Data extracted from a collection
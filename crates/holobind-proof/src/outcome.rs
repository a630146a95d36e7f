//! The structured result a proof search resolves to.

use crate::step::Step;
use std::collections::HashMap;

/// The full result of attempting to prove a goal.
///
/// Named `ProofOutcome` rather than `ProofResult` to keep the latter free
/// for the workspace's usual `Result<T, E>` alias convention.
#[derive(Debug, Clone, PartialEq, Default)]
pub struct ProofOutcome {
    /// Whether the search concluded anything at all — `true` for both a
    /// successful proof and a successful *refutation* (disjointness).
    pub valid: bool,
    /// `Some(false)` marks a refutation: the goal was proved false, not
    /// true. `Some(true)` or `None` otherwise.
    pub result: Option<bool>,
    /// Which strategy closed the proof (`direct`, `transitive_chain`,
    /// `transitive_direct`, `backward_chain`, `backward_chain_unified`,
    /// `weak_match`, `disjoint_proof`).
    pub method: Option<String>,
    /// The proof's overall confidence.
    pub confidence: Option<f64>,
    /// The ordered step log.
    pub steps: Vec<Step>,
    /// Variable bindings the proof resolved, if the goal was quantified.
    pub bindings: Option<HashMap<String, String>>,
    /// Why the search failed, set only when `valid` is `false`.
    pub reason: Option<String>,
}

impl ProofOutcome {
    /// Builds a failed outcome with `reason` attached.
    pub fn failure(reason: impl Into<String>) -> Self {
        Self {
            reason: Some(reason.into()),
            ..Default::default()
        }
    }
}
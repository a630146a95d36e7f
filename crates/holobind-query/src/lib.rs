//! Partial-vector query answering: hole decode via topK lookup against a
//! knowledge base's fact list.
//!
//! Like `holobind-encode`, this crate is pure — it never touches a
//! filesystem or a clock. It grows the vocabulary and position-code cache
//! it's given, since a query is allowed to mention a name the knowledge
//! base has never seen (it just won't match anything).

mod error;
mod outcome;
mod query;

pub use error::{QueryError, QueryResult};
pub use outcome::{Alternative, Binding, QueryOutcome, ResultRow};
pub use query::{QueryEngine, MAX_HOLES, SIMILARITY_THRESHOLD};
//! Filesystem-backed [`TheoryLoader`], the one place this crate touches disk.

use holobind_encode::TheoryLoader;
use std::path::PathBuf;

/// Resolves `Load "path"` against a base directory on disk.
///
/// Relative paths are joined to `base_dir`; an absolute path is read
/// as-is. This is the only filesystem-touching type in the workspace —
/// everything below `holobind-session` stays pure so it can be tested
/// with [`holobind_encode::InMemoryLoader`] instead.
#[derive(Debug, Clone)]
pub struct FilesystemLoader {
    base_dir: PathBuf,
}

impl FilesystemLoader {
    /// Reads theories relative to `base_dir`.
    pub fn new(base_dir: impl Into<PathBuf>) -> Self {
        Self {
            base_dir: base_dir.into(),
        }
    }
}

impl Default for FilesystemLoader {
    fn default() -> Self {
        Self::new(".")
    }
}

impl TheoryLoader for FilesystemLoader {
    fn read(&self, path: &str) -> std::io::Result<String> {
        std::fs::read_to_string(self.base_dir.join(path))
    }
}

#[cfg(test)]
mod tests {
    use super::*;

    #[test]
    fn reads_a_theory_relative_to_base_dir() {
        let dir = tempfile::tempdir().unwrap();
        std::fs::write(dir.path().join("animals.hb"), "isA Rex Dog\n").unwrap();
        let loader = FilesystemLoader::new(dir.path());
        assert_eq!(loader.read("animals.hb").unwrap(), "isA Rex Dog\n");
    }

    #[test]
    fn missing_theory_is_an_io_error() {
        let dir = tempfile::tempdir().unwrap();
        let loader = FilesystemLoader::new(dir.path());
        assert!(loader.read("missing.hb").is_err());
    }
}
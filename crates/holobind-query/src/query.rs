//! Partial-vector construction and per-fact search over holes.

use crate::error::{QueryError, QueryResult};
use crate::outcome::{Alternative, Binding, QueryOutcome, ResultRow};
use holobind_algebra::{bind, similarity, top_k, PositionCodes};
use holobind_encode::{Argument, Encoder, Scope, Statement};
use holobind_kb::KnowledgeBase;
use holobind_vocab::Vocabulary;
use std::collections::{HashMap, HashSet};

/// The highest number of holes a single query may contain.
pub const MAX_HOLES: usize = 5;

/// The similarity a candidate must clear to count as a match, for both
/// the holeless full-statement scan and each hole's decode.
pub const SIMILARITY_THRESHOLD: f64 = 0.5;

/// How many vocabulary atoms to consider per hole before accepting the
/// best one. Only the best is ever used as the hole's answer; the rest
/// back the `alternatives` list when they come from other accepted rows.
const TOP_K: usize = 3;

/// Resolves a (possibly hole-bearing) statement against a knowledge base.
pub struct QueryEngine {
    encoder: Encoder,
}

impl QueryEngine {
    /// Creates an engine for vectors of `dimensions` bits.
    pub fn new(dimensions: usize) -> Self {
        Self {
            encoder: Encoder::new(dimensions),
        }
    }

    /// Resolves `statement` against `kb`, growing `vocab` and `positions`
    /// as needed (an unresolved identifier introduces a new stamp safely
    /// — queries never fail because a name hasn't been seen before).
    ///
    /// Never panics and never returns an error: every failure mode is
    /// folded into a `QueryOutcome { success: false, reason: Some(_), .. }`.
    pub fn query(
        &self,
        statement: &Statement,
        vocab: &mut Vocabulary,
        positions: &mut PositionCodes,
        scope: &Scope,
        kb: &KnowledgeBase,
    ) -> QueryOutcome {
        match self.run(statement, vocab, positions, scope, kb) {
            Ok(outcome) => outcome,
            Err(e) => QueryOutcome::failure(e.to_string()),
        }
    }

    fn run(
        &self,
        statement: &Statement,
        vocab: &mut Vocabulary,
        positions: &mut PositionCodes,
        scope: &Scope,
        kb: &KnowledgeBase,
    ) -> QueryResult<QueryOutcome> {
        let mut holes = Vec::new();
        let mut knowns = Vec::new();
        for (index, argument) in statement.arguments.iter().enumerate() {
            let position = index + 1;
            match argument {
                Argument::Hole(name) => holes.push((position, name.clone())),
                other => knowns.push((position, other)),
            }
        }
        if holes.len() > MAX_HOLES {
            return Err(QueryError::TooManyHoles { found: holes.len() });
        }
        if kb.is_empty() {
            return Err(QueryError::EmptyKnowledgeBase);
        }

        if holes.is_empty() {
            self.run_holeless(statement, vocab, positions, scope, kb)
        } else {
            self.run_with_holes(statement, &knowns, &holes, vocab, positions, scope, kb)
        }
    }

    fn run_holeless(
        &self,
        statement: &Statement,
        vocab: &mut Vocabulary,
        positions: &mut PositionCodes,
        scope: &Scope,
        kb: &KnowledgeBase,
    ) -> QueryResult<QueryOutcome> {
        let (query_vector, _) = self
            .encoder
            .encode_statement(statement, vocab, positions, scope)
            .map_err(|_| QueryError::EmptyKnowledgeBase)?;

        let mut rows = Vec::new();
        for fact in kb.facts() {
            let sim = similarity(&query_vector, &fact.vector)?;
            if sim > SIMILARITY_THRESHOLD {
                rows.push(ResultRow {
                    fact_name: fact.name.clone(),
                    operator: fact.metadata.operator.clone(),
                    args: fact.metadata.args.clone(),
                    mean_similarity: sim,
                    hole_bindings: HashMap::new(),
                });
            }
        }
        rows.sort_by(|a, b| b.mean_similarity.partial_cmp(&a.mean_similarity).unwrap());

        let confidence = rows.first().map(|r| r.mean_similarity).unwrap_or(0.0);
        let ambiguous = rows.len() >= 2 && (rows[0].mean_similarity - rows[1].mean_similarity) < 0.1;
        let success = !rows.is_empty();

        Ok(QueryOutcome {
            success,
            bindings: HashMap::new(),
            confidence,
            ambiguous,
            reason: if success {
                None
            } else {
                Some("no fact cleared the similarity threshold".to_string())
            },
            all_results: rows,
        })
    }

    #[allow(clippy::too_many_arguments)]
    fn run_with_holes(
        &self,
        statement: &Statement,
        knowns: &[(usize, &Argument)],
        holes: &[(usize, String)],
        vocab: &mut Vocabulary,
        positions: &mut PositionCodes,
        scope: &Scope,
        kb: &KnowledgeBase,
    ) -> QueryResult<QueryOutcome> {
        let mut partial = vocab.get_or_create(&statement.operator);
        for (position, argument) in knowns {
            let position_code = positions.position(*position)?;
            let argument_vector = self
                .encoder
                .encode_argument(argument, vocab, scope, statement.line)
                .map_err(|_| QueryError::EmptyKnowledgeBase)?;
            let contribution = bind(&position_code, &argument_vector)?;
            partial = bind(&partial, &contribution)?;
        }

        let mut rows = Vec::new();
        for fact in kb.facts() {
            let candidate = bind(&fact.vector, &partial)?;
            let mut hole_bindings = HashMap::new();
            let mut similarities = Vec::new();
            let mut all_bound = true;

            for (position, hole_name) in holes {
                let position_code = positions.position(*position)?;
                let raw = bind(&candidate, &position_code)?;
                let ranked = top_k(&raw, vocab.entries(), TOP_K)?;
                let best = ranked.first();
                match best {
                    Some(best) if best.similarity > SIMILARITY_THRESHOLD => {
                        similarities.push(best.similarity);
                        hole_bindings.insert(
                            hole_name.clone(),
                            Binding {
                                answer: Some(best.name.clone()),
                                similarity: best.similarity,
                                alternatives: Vec::new(),
                            },
                        );
                    }
                    _ => {
                        all_bound = false;
                        hole_bindings.insert(hole_name.clone(), Binding::default());
                    }
                }
            }

            if all_bound {
                let mean = similarities.iter().sum::<f64>() / similarities.len() as f64;
                rows.push(ResultRow {
                    fact_name: fact.name.clone(),
                    operator: fact.metadata.operator.clone(),
                    args: fact.metadata.args.clone(),
                    mean_similarity: mean,
                    hole_bindings,
                });
            }
        }

        rows.sort_by(|a, b| b.mean_similarity.partial_cmp(&a.mean_similarity).unwrap());

        let confidence = rows.first().map(|r| r.mean_similarity).unwrap_or(0.0);
        let ambiguous = rows.len() >= 2 && (rows[0].mean_similarity - rows[1].mean_similarity) < 0.1;
        let success = !rows.is_empty();

        let bindings = if let Some(top) = rows.first() {
            let mut bindings = HashMap::new();
            for (_, hole_name) in holes {
                let top_binding = top
                    .hole_bindings
                    .get(hole_name)
                    .cloned()
                    .unwrap_or_default();
                let mut seen: HashSet<String> = HashSet::new();
                if let Some(value) = &top_binding.answer {
                    seen.insert(value.clone());
                }
                let mut alternatives = Vec::new();
                for row in rows.iter().skip(1) {
                    if let Some(binding) = row.hole_bindings.get(hole_name) {
                        if let Some(value) = &binding.answer {
                            if seen.insert(value.clone()) {
                                alternatives.push(Alternative {
                                    value: value.clone(),
                                    similarity: binding.similarity,
                                });
                            }
                        }
                    }
                }
                bindings.insert(
                    hole_name.clone(),
                    Binding {
                        answer: top_binding.answer,
                        similarity: top_binding.similarity,
                        alternatives,
                    },
                );
            }
            bindings
        } else {
            HashMap::new()
        };

        Ok(QueryOutcome {
            success,
            bindings,
            confidence,
            ambiguous,
            reason: if success {
                None
            } else {
                Some("no fact bound every hole above the similarity threshold".to_string())
            },
            all_results: rows,
        })
    }
}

• [EXERCISE DIRECTIONS] Above are some records. Count the lines among them with the word "insert", and answer with the number only.

• [WRITTEN ANSWER] 5